• [Exercise details] Repeat verbatim the lines of the data below, beginning with the line containing "failed, keeping in-memory" and continuing to the end.

• [The data]
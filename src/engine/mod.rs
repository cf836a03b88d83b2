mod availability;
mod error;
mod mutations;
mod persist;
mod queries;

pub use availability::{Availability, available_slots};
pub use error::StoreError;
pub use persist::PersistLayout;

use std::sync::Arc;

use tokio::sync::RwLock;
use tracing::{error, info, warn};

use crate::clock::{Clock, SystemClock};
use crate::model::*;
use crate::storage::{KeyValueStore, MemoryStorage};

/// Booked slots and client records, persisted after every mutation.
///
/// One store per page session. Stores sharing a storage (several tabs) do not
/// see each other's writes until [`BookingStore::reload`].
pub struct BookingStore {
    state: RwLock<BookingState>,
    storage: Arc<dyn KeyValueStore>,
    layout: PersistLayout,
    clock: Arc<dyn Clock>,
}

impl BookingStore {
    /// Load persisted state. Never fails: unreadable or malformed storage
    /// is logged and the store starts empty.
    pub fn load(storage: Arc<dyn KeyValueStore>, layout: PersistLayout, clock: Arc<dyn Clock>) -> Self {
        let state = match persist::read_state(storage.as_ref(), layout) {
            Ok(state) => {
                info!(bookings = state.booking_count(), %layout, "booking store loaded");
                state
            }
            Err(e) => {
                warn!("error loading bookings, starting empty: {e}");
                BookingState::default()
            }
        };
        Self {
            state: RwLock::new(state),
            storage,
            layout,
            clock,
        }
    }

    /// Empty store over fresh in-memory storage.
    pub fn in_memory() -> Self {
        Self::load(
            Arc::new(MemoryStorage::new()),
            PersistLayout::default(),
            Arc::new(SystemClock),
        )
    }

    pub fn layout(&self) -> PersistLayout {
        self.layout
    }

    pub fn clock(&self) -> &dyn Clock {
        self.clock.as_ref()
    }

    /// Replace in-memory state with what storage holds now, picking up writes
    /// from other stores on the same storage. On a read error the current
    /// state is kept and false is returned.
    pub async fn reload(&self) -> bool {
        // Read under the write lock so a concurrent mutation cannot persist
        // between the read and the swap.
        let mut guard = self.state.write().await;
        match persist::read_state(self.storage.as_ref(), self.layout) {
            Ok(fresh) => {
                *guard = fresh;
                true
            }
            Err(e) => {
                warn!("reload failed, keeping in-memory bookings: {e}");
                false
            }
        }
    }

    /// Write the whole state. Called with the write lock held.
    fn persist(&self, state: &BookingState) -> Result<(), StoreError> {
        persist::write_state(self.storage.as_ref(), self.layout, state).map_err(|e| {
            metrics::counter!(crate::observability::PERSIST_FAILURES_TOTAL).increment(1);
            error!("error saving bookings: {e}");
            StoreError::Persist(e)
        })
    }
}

• [Exercise response]
                warn!("reload failed, keeping in-memory bookings: {e}");
                false
            }
        }
    }

    /// Write the whole state. Called with the write lock held.
    fn persist(&self, state: &BookingState) -> Result<(), StoreError> {
        persist::write_state(self.storage.as_ref(), self.layout, state).map_err(|e| {
            metrics::counter!(crate::observability::PERSIST_FAILURES_TOTAL).increment(1);
            error!("error saving bookings: {e}");
            StoreError::Persist(e)
        })
    }
}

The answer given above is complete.